由香里N「当時の母はラインダンスを知りませんでした。如何せん、古い人間なものですから。いや、私の説明が悪かったんです……宝塚歌劇団の皆様お許しください。ん、これって、母の弁護?」
○冥土
薄ら笑いで書類を記入する閻魔様。
安川「おい、何か言いたげやな」
閻魔様「いや、いい話だなぁと思って」
安川「言う割には、小馬鹿にした顔しやがって」
閻魔様「こういう奥様だったから、安川さんと長年、うまくやってこられたんですね」
と、顔を伏せて笑いを堪える。
安川「何が、おかしいんじゃい! お前」
ちょっと待ってくれとばかりに手で合図する閻魔様。
安川「さっさと、審査せんかい」
閻魔様「いや、できてるんですけど」
と、顔を上げて安川と目が合うとまた笑い出す。
安川「失礼やろ、人の顔見て。さっさと結果言わんかい」
閻魔様、咳払いし、
閻魔様「現在の奥様の供養と、娘さんの弁護でプラスですが、子連れのお酒は前の奥さまが仰る通り減点です」
安川「チッ。余計な事言いやがって。そんなもん、誰でもやってるやろ」
閻魔様「誰でもと言われても、私、お酒飲めませんので基準が分かりません。でも大丈夫ですよ。プラス、マイナスしても今日は僅かながらプラスです。この調子でいけば、天国にきっと行けるでしょう」
安川「よっしゃ! 頑張りまっせ」
閻魔様「今から頑張っても仕方ないんですけどね。過去を裁くんですから」
安川「せや、由香里に注意してこな」
と、立ち去ろうとするが安川の行く手に駅の改札機の様な機械が現れ、セキュリティゲートで食い止められる。

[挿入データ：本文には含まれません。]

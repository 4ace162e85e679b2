//! Output types: binary attachments, per-item records and batch results.

use crate::error::{CloudConvertError, ItemError};
use bytes::Bytes;
use serde::Serialize;
use serde_json::{json, Value};
use std::path::{Path, PathBuf};

/// A named blob of file bytes: a download result or an upload input.
#[derive(Debug, Clone, PartialEq, Serialize)]
pub struct BinaryAttachment {
    pub file_name: String,
    #[serde(skip_serializing_if = "Option::is_none")]
    pub mime_type: Option<String>,
    pub file_size: usize,
    #[serde(skip)]
    pub data: Bytes,
}

impl BinaryAttachment {
    pub fn new(file_name: impl Into<String>, mime_type: Option<String>, data: impl Into<Bytes>) -> Self {
        let data = data.into();
        Self {
            file_name: file_name.into(),
            mime_type,
            file_size: data.len(),
            data,
        }
    }

    /// Read a local file into an attachment named after it.
    pub async fn from_path(path: impl AsRef<Path>, mime_type: Option<String>) -> std::io::Result<Self> {
        let path = path.as_ref();
        let data = tokio::fs::read(path).await?;
        let name = path
            .file_name()
            .map(|n| n.to_string_lossy().into_owned())
            .unwrap_or_else(|| "file".to_string());
        Ok(Self::new(name, mime_type, data))
    }

    /// Name safe to join onto a directory: the last path component only.
    pub fn safe_file_name(&self) -> String {
        let name = self
            .file_name
            .rsplit(['/', '\\'])
            .next()
            .unwrap_or_default()
            .trim();
        if name.is_empty() || name == "." || name == ".." {
            "download".to_string()
        } else {
            name.to_string()
        }
    }

    /// Write the bytes into `dir`.
    ///
    /// Uses atomic write (temp file + rename) to prevent partial files.
    pub async fn write_to_dir(&self, dir: impl AsRef<Path>) -> Result<PathBuf, CloudConvertError> {
        let dir = dir.as_ref();
        let path = dir.join(self.safe_file_name());
        let write_err = |source| CloudConvertError::OutputWriteFailed {
            path: path.clone(),
            source,
        };

        tokio::fs::create_dir_all(dir).await.map_err(write_err)?;
        let tmp_path = dir.join(format!(".{}.part", self.safe_file_name()));
        tokio::fs::write(&tmp_path, &self.data)
            .await
            .map_err(write_err)?;
        tokio::fs::rename(&tmp_path, &path).await.map_err(write_err)?;
        Ok(path)
    }
}

/// One output slot of a batch item.
#[derive(Debug, Clone, PartialEq, Serialize)]
pub struct OutputRecord {
    /// Index of the batch item that produced this record.
    pub item: usize,
    pub json: Value,
    #[serde(skip_serializing_if = "Option::is_none")]
    pub binary: Option<BinaryAttachment>,
}

impl OutputRecord {
    pub fn json(item: usize, json: Value) -> Self {
        Self {
            item,
            json,
            binary: None,
        }
    }

    pub fn with_binary(mut self, binary: BinaryAttachment) -> Self {
        self.binary = Some(binary);
        self
    }
}

/// What one batch item produced.
#[derive(Debug, Clone, PartialEq, Serialize)]
#[serde(untagged)]
pub enum ItemOutcome {
    Ok(Vec<OutputRecord>),
    Failed(ItemError),
}

impl ItemOutcome {
    pub fn is_ok(&self) -> bool {
        matches!(self, ItemOutcome::Ok(_))
    }

    /// The item's records; a failure becomes a single `{"error": ...}` record.
    pub fn records(&self) -> Vec<OutputRecord> {
        match self {
            ItemOutcome::Ok(records) => records.clone(),
            ItemOutcome::Failed(e) => vec![OutputRecord::json(e.item, json!({ "error": e.error }))],
        }
    }
}

/// Summary counters for a batch run.
#[derive(Debug, Clone, Default, PartialEq, Eq, Serialize)]
pub struct BatchStats {
    pub total_items: usize,
    pub succeeded_items: usize,
    pub failed_items: usize,
    pub records: usize,
    pub files_downloaded: usize,
    pub total_duration_ms: u64,
}

/// Result of [`crate::execute::run_batch`]: one outcome per input item, in
/// input order.
#[derive(Debug, Clone, PartialEq, Serialize)]
pub struct BatchOutput {
    pub outcomes: Vec<ItemOutcome>,
    pub stats: BatchStats,
}

impl BatchOutput {
    /// Every record of every item, in item order.
    pub fn records(&self) -> Vec<OutputRecord> {
        self.outcomes.iter().flat_map(ItemOutcome::records).collect()
    }

    /// Treat any failed item as an error.
    pub fn into_result(self) -> Result<Self, CloudConvertError> {
        match self.outcomes.iter().find_map(|o| match o {
            ItemOutcome::Failed(e) => Some(e.clone()),
            ItemOutcome::Ok(_) => None,
        }) {
            Some(e) => Err(CloudConvertError::Internal(format!(
                "{}/{} items failed; first: {}",
                self.stats.failed_items, self.stats.total_items, e
            ))),
            None => Ok(self),
        }
    }
}

#[cfg(test)]
mod tests {
    use super::*;

    #[test]
    fn failed_outcome_renders_error_record() {
        let outcome = ItemOutcome::Failed(ItemError {
            item: 4,
            error: "boom".into(),
        });
        let records = outcome.records();
        assert_eq!(records.len(), 1);
        assert_eq!(records[0].item, 4);
        assert_eq!(records[0].json, json!({"error": "boom"}));
        assert!(!outcome.is_ok());
    }

    #[test]
    fn safe_file_name_strips_directories() {
        let a = BinaryAttachment::new("../../etc/passwd", None, Vec::new());
        assert_eq!(a.safe_file_name(), "passwd");
        let a = BinaryAttachment::new("..", None, Vec::new());
        assert_eq!(a.safe_file_name(), "download");
        let a = BinaryAttachment::new("dir\\report.pdf", None, Vec::new());
        assert_eq!(a.safe_file_name(), "report.pdf");
    }

    #[tokio::test]
    async fn write_to_dir_creates_file() {
        let dir = tempfile::tempdir().unwrap();
        let a = BinaryAttachment::new("out.pdf", Some("application/pdf".into()), b"%PDF-1.7".to_vec());
        let path = a.write_to_dir(dir.path().join("nested")).await.unwrap();
        assert_eq!(std::fs::read(&path).unwrap(), b"%PDF-1.7");
        assert_eq!(path.file_name().unwrap(), "out.pdf");
        assert!(!dir.path().join("nested/.out.pdf.part").exists());
    }

    #[test]
    fn attachment_serialises_without_bytes() {
        let a = BinaryAttachment::new("a.png", None, vec![1, 2, 3]);
        let v = serde_json::to_value(&a).unwrap();
        assert_eq!(v, json!({"file_name": "a.png", "file_size": 3}));
    }

    #[test]
    fn into_result_fails_on_any_failed_item() {
        let out = BatchOutput {
            outcomes: vec![
                ItemOutcome::Ok(vec![]),
                ItemOutcome::Failed(ItemError {
                    item: 1,
                    error: "nope".into(),
                }),
            ],
            stats: BatchStats {
                total_items: 2,
                succeeded_items: 1,
                failed_items: 1,
                ..Default::default()
            },
        };
        assert_eq!(out.records().len(), 1);
        let err = out.into_result().unwrap_err();
        assert!(err.to_string().contains("1/2 items failed"));
    }
}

閻魔様「ズルはいけませんよ。来週までこちらで、大人しくしててください。最後に(ICカードを見せながら)これを渡したら、そこを通って無事天国に向かうことができます」
安川、閻魔様の手からカードを奪おうとするが、あっさりかわされる。
安川「せやけど、あいつ余計な事ばっかり言いよるなぁ」
閻魔様「事実なんだから、仕方ないんじゃないんですか。これを自業自得と言います。これを持ちまして、二七日を終了いたします。お疲れ様でした」
と、足早に立ち去る。
それと同時に大きな扉も閉まる。